◆ ABOUT THIS EXERCISE: From the first line of the data below, copy each line up to the one containing "rig.shared.clocks.get(&LockOrder::new()).await.current.time()", and include that line too.

◆ DATA SHOWN:

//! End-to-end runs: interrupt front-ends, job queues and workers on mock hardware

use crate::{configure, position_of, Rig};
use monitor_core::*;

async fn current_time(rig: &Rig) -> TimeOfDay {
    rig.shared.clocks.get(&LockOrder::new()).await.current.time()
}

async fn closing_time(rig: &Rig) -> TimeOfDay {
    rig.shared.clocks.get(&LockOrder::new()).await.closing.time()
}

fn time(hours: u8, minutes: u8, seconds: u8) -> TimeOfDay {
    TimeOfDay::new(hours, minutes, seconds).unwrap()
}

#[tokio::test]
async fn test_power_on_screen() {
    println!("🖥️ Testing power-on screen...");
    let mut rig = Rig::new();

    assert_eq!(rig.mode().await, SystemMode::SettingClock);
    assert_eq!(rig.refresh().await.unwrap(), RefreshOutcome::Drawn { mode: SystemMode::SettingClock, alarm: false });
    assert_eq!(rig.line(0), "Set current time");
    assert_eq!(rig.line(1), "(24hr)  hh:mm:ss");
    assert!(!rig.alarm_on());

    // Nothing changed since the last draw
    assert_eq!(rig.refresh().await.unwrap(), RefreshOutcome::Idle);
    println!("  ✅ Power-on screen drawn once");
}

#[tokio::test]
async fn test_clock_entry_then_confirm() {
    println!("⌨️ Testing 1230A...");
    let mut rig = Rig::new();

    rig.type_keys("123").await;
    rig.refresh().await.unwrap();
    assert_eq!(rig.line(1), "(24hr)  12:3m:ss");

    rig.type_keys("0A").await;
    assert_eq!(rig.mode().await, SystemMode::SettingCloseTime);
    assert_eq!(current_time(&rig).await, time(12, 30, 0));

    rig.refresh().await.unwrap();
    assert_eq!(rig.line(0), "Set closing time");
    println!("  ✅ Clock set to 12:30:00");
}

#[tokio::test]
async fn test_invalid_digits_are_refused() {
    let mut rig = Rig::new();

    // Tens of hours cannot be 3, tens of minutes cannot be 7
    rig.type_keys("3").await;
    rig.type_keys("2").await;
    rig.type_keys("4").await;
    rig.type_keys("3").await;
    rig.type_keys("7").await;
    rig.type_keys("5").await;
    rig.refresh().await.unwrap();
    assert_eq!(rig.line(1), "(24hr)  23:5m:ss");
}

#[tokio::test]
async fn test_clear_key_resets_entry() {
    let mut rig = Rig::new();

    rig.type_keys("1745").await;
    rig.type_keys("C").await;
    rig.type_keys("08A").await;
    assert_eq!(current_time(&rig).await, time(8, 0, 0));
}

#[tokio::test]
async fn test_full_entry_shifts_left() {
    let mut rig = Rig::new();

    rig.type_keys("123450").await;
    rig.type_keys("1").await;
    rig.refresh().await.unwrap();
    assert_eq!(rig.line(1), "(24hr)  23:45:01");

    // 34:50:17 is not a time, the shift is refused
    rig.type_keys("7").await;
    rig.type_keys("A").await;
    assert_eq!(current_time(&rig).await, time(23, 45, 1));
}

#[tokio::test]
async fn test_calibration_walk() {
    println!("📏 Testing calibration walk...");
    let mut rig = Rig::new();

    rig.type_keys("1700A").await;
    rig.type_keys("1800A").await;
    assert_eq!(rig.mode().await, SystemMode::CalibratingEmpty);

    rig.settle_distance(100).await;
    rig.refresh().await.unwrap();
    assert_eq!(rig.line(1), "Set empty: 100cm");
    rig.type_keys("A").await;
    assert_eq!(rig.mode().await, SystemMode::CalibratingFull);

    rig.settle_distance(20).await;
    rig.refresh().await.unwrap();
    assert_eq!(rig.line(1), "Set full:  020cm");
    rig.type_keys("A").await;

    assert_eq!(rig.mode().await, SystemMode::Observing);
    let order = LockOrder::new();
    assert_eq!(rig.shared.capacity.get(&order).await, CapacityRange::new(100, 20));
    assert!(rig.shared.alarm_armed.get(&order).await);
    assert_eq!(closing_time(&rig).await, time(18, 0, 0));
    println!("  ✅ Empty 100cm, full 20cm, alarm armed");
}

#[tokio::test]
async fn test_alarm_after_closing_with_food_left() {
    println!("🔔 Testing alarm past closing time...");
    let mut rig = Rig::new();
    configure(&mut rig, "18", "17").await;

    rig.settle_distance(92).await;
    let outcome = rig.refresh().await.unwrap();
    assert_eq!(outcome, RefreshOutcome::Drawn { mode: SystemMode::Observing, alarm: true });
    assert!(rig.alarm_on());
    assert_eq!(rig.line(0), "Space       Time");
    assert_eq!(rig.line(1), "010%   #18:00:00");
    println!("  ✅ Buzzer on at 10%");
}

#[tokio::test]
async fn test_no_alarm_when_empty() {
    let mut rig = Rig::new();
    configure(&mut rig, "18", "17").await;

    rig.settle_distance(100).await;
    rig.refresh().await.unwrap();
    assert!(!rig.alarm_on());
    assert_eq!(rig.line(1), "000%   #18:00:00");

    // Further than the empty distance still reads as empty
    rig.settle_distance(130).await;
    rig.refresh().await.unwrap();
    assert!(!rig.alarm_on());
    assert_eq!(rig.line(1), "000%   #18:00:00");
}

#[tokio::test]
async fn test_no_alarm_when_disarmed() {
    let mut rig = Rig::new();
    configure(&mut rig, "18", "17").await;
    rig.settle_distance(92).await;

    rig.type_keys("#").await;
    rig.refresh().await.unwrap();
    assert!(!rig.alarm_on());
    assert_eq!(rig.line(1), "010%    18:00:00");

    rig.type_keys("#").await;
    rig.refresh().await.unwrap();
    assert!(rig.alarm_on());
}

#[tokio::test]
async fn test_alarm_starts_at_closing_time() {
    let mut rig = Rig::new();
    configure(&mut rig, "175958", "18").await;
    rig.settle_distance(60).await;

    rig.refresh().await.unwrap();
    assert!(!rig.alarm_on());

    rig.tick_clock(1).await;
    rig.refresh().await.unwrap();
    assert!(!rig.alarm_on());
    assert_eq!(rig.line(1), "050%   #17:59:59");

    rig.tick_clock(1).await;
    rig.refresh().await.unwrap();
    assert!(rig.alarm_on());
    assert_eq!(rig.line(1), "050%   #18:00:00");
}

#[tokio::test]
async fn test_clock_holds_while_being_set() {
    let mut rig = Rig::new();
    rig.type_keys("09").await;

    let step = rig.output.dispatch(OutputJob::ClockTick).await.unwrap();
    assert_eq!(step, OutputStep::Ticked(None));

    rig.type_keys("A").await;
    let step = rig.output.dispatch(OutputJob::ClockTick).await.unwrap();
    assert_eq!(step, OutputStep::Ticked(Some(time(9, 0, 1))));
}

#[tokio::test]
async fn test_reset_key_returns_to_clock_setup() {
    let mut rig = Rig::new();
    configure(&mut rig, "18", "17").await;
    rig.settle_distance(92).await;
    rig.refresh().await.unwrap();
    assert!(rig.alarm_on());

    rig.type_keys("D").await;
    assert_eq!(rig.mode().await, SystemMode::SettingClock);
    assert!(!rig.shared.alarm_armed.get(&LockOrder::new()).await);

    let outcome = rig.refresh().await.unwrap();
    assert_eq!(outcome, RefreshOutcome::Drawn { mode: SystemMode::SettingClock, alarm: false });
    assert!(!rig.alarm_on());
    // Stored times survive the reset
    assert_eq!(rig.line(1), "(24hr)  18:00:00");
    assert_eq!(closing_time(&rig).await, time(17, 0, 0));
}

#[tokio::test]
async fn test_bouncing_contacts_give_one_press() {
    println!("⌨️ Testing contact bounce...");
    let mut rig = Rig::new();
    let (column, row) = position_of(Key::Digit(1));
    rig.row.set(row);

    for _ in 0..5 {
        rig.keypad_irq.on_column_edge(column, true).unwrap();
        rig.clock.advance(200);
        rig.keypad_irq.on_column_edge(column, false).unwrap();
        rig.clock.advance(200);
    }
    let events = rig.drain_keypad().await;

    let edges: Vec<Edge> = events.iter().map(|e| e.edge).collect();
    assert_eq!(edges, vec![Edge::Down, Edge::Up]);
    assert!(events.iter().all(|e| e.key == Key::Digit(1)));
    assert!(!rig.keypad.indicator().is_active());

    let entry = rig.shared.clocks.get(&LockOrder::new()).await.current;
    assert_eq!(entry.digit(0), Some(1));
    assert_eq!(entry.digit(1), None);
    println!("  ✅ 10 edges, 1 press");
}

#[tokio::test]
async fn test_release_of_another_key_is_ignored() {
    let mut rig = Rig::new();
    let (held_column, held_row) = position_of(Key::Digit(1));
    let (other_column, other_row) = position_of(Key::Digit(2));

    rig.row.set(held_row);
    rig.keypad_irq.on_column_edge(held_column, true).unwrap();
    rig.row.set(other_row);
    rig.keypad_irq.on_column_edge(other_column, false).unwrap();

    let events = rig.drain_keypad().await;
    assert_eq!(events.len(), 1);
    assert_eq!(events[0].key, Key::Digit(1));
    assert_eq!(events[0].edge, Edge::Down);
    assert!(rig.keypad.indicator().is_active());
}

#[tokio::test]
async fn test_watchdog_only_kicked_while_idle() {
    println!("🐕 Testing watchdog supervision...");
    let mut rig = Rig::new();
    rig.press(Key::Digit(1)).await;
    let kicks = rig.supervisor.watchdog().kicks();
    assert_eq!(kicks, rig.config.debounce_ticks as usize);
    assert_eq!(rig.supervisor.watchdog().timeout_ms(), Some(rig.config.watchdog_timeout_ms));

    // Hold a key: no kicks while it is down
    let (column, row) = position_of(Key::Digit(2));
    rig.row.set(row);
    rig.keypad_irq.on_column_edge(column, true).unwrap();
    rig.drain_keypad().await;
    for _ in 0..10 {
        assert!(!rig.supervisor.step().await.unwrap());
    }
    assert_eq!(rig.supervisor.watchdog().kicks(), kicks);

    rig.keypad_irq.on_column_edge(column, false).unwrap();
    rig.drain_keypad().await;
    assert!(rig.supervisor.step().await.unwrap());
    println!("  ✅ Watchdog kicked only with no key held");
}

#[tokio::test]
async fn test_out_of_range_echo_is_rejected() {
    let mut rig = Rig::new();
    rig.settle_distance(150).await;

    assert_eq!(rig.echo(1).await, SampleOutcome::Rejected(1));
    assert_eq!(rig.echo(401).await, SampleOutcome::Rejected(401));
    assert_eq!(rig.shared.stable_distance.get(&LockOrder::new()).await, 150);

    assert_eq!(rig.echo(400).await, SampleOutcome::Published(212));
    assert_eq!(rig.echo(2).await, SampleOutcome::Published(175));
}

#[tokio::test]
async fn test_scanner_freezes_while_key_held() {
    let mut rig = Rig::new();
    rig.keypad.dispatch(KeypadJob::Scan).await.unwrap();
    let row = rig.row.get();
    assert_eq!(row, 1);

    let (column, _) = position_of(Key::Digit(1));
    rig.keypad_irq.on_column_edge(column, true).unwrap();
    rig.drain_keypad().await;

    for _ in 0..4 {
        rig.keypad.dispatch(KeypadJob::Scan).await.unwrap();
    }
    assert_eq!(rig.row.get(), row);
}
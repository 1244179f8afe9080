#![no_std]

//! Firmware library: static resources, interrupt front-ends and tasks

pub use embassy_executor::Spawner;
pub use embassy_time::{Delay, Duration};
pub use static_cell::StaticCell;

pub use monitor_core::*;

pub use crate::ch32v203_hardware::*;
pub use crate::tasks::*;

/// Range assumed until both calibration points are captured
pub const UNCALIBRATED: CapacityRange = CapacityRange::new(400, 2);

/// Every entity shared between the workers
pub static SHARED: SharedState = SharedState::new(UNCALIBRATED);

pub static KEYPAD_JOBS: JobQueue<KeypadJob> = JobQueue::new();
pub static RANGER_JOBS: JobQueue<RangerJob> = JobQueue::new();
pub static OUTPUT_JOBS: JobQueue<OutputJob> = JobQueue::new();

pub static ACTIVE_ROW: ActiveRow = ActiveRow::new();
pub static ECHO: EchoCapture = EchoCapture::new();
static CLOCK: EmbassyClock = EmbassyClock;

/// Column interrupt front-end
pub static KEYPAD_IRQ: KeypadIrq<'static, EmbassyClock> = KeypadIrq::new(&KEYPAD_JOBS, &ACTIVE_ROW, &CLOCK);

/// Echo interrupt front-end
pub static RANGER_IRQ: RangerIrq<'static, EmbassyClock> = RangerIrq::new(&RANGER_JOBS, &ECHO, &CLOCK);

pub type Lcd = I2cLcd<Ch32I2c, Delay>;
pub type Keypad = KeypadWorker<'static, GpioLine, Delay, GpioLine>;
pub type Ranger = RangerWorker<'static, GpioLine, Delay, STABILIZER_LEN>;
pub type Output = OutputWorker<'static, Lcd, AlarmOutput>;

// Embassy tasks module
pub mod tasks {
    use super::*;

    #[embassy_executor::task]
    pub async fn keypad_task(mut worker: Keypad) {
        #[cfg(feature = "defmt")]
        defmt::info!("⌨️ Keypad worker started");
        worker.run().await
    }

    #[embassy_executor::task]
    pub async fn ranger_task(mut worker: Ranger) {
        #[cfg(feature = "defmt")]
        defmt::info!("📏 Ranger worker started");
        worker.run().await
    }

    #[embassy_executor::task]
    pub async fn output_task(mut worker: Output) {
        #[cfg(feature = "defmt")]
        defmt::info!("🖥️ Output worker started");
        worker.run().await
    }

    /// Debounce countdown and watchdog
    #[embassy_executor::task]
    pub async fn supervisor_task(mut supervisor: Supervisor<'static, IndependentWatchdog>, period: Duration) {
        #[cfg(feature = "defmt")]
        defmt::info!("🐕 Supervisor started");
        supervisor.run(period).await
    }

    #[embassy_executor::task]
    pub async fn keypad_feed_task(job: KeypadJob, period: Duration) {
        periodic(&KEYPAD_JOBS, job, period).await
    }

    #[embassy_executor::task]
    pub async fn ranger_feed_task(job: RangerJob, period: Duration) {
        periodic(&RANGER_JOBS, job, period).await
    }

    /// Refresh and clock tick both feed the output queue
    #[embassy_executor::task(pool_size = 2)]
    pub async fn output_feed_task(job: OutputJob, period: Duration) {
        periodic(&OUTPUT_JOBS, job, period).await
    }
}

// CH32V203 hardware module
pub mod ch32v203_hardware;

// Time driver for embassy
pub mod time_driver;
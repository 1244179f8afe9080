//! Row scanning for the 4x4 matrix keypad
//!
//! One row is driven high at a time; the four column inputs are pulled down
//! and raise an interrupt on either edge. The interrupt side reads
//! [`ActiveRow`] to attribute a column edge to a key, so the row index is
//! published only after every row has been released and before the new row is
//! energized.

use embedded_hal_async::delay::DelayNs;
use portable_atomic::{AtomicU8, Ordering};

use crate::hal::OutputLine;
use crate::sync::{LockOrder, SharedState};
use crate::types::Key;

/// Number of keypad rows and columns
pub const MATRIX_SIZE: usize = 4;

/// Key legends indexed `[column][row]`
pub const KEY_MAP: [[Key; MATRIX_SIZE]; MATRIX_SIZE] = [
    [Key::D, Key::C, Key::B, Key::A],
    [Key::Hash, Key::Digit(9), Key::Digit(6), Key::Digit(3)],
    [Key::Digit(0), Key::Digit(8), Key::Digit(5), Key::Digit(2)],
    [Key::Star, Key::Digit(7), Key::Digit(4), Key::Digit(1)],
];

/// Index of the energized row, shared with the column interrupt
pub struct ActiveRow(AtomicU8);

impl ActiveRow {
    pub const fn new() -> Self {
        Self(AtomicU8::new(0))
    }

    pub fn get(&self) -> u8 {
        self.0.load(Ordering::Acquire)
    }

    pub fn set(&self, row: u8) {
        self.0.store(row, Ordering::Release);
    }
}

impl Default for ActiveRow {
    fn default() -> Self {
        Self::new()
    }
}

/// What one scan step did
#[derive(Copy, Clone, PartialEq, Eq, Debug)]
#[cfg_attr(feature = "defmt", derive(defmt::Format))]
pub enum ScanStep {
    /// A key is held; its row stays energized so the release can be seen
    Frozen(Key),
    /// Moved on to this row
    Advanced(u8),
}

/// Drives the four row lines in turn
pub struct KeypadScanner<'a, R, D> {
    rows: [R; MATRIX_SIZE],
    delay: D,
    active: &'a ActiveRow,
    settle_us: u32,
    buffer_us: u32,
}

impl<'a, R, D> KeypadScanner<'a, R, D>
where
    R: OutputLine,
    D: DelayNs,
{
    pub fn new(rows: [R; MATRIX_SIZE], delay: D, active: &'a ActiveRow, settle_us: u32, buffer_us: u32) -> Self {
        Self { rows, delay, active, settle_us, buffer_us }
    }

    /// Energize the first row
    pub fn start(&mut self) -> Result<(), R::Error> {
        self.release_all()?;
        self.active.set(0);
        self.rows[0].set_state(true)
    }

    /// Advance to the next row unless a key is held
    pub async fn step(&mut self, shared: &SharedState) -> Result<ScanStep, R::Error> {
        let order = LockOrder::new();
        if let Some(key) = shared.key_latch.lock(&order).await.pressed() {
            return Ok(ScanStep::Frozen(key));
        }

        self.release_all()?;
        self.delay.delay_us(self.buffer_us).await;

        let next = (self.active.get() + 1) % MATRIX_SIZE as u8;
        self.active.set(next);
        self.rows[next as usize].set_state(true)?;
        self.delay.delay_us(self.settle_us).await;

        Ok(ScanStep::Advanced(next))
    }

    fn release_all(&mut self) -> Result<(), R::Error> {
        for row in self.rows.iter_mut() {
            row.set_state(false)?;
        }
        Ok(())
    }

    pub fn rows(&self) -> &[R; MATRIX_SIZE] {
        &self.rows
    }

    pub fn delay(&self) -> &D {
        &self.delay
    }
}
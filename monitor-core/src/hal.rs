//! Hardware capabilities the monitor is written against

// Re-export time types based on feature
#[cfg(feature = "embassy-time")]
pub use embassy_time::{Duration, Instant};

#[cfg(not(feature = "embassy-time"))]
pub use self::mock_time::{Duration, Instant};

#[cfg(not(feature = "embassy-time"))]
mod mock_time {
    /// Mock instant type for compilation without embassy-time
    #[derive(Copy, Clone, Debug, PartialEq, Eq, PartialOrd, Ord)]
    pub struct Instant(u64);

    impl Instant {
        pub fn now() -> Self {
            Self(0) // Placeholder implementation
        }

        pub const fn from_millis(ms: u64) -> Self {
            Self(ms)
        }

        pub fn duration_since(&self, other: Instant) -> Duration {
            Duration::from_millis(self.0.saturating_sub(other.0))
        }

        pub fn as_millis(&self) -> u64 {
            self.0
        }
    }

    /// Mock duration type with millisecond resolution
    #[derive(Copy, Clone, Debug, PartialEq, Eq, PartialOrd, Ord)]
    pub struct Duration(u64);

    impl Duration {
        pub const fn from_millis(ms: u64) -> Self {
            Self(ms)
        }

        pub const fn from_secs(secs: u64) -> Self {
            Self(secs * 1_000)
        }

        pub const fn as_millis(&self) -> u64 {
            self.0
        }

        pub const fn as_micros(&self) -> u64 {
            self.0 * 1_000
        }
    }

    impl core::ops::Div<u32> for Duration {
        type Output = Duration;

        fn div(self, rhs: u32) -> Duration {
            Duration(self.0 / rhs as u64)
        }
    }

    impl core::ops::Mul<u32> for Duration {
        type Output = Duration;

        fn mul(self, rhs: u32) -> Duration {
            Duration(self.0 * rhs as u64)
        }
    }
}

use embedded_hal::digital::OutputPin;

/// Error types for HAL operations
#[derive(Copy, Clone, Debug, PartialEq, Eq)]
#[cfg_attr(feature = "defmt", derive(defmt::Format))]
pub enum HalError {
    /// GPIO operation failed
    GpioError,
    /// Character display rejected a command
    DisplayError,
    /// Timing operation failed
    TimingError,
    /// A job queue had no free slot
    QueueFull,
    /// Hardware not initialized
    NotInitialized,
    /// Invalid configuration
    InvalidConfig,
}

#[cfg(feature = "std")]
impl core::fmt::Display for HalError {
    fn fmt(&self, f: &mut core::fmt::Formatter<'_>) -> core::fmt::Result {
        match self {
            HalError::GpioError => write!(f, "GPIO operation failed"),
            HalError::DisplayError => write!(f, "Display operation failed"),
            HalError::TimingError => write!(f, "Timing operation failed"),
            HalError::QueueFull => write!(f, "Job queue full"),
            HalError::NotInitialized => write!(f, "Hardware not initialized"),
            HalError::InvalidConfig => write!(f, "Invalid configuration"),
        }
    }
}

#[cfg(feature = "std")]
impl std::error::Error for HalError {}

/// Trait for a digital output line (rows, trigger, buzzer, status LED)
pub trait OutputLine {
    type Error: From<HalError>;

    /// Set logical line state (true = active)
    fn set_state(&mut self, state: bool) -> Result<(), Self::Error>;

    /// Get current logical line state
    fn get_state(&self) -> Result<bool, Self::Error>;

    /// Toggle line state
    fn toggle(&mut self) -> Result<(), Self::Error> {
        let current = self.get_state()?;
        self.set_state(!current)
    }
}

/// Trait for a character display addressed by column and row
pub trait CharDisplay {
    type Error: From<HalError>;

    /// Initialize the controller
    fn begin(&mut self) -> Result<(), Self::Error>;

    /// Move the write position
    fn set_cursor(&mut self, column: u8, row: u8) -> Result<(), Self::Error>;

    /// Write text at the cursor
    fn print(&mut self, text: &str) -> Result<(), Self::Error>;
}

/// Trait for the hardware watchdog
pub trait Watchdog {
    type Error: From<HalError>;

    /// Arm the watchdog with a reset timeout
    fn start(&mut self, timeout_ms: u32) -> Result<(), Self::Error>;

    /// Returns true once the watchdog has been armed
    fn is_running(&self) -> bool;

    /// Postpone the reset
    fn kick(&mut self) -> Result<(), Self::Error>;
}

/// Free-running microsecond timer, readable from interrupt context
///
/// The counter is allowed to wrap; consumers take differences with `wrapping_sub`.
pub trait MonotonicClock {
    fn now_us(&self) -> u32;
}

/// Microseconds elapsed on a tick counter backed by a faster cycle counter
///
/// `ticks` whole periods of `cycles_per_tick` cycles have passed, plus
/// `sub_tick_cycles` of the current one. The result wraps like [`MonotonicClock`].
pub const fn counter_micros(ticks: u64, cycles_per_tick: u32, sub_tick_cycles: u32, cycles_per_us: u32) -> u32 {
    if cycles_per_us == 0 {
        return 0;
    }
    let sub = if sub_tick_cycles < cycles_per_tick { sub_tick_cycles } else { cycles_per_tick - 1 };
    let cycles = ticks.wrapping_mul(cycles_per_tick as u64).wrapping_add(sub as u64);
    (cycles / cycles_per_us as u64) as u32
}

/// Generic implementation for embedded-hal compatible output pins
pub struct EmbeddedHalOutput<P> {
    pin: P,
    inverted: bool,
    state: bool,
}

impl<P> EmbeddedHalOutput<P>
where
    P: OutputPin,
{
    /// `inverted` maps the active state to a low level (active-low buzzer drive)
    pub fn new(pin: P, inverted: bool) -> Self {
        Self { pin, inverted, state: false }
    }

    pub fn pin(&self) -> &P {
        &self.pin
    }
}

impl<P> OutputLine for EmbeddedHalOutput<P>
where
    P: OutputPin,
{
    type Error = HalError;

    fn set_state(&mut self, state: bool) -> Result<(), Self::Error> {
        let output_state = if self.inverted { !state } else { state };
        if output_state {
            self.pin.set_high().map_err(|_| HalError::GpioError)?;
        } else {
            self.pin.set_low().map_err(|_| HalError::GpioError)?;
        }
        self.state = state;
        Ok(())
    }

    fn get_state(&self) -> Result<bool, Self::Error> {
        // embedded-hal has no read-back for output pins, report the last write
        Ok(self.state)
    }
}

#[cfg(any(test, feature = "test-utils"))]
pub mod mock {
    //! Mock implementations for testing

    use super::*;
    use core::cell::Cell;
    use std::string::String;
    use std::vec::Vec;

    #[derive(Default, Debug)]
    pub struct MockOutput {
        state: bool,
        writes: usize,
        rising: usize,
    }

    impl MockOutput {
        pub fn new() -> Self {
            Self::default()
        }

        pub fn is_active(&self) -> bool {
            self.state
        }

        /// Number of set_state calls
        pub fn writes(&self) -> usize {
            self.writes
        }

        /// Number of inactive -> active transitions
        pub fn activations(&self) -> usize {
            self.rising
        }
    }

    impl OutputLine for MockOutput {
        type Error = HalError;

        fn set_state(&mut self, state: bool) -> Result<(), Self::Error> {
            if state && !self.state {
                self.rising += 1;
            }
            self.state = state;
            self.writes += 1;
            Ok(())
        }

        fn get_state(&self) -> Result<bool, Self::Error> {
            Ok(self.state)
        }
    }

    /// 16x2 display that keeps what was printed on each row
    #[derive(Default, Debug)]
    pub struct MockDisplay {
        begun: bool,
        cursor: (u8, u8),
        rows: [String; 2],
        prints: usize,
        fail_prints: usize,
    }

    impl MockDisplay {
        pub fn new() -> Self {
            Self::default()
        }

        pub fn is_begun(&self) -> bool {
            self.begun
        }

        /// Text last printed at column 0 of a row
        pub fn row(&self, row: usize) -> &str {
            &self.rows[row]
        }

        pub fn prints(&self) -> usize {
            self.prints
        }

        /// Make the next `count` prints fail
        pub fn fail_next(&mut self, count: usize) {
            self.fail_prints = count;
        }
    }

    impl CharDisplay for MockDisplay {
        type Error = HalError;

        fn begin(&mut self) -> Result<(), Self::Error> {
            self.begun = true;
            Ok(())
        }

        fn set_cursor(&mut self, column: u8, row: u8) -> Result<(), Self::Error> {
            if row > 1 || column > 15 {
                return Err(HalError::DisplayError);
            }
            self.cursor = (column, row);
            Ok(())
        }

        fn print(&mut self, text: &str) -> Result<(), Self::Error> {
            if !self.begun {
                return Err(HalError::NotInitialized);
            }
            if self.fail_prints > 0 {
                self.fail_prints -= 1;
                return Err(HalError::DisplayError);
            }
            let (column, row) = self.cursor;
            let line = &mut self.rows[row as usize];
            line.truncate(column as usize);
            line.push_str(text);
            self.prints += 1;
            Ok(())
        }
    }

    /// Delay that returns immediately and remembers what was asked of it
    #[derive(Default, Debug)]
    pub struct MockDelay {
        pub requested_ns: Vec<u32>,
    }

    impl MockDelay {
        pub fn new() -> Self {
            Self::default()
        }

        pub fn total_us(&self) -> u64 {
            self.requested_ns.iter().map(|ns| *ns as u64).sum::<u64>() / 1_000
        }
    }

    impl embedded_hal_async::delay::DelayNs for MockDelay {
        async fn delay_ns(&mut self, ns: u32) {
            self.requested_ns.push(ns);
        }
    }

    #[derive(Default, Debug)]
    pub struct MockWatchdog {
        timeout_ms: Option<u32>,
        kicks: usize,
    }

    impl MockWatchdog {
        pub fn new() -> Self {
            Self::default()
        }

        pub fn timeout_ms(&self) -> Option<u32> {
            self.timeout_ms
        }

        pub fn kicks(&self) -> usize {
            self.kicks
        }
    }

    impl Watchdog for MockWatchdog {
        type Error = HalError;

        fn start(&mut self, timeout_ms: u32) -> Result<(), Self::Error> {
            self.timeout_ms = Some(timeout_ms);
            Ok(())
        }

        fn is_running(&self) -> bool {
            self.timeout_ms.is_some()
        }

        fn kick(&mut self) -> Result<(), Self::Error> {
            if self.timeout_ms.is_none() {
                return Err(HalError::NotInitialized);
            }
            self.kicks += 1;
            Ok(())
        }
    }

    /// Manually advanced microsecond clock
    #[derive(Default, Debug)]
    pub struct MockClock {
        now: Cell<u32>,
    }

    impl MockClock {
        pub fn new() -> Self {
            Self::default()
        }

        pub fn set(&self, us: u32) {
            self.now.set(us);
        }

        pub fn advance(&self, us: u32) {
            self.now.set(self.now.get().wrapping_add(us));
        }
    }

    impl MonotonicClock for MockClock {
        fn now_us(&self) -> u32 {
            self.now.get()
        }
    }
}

◆ ANSWER TO THIS TASK:
//! End-to-end runs: interrupt front-ends, job queues and workers on mock hardware

use crate::{configure, position_of, Rig};
use monitor_core::*;

async fn current_time(rig: &Rig) -> TimeOfDay {
    rig.shared.clocks.get(&LockOrder::new()).await.current.time()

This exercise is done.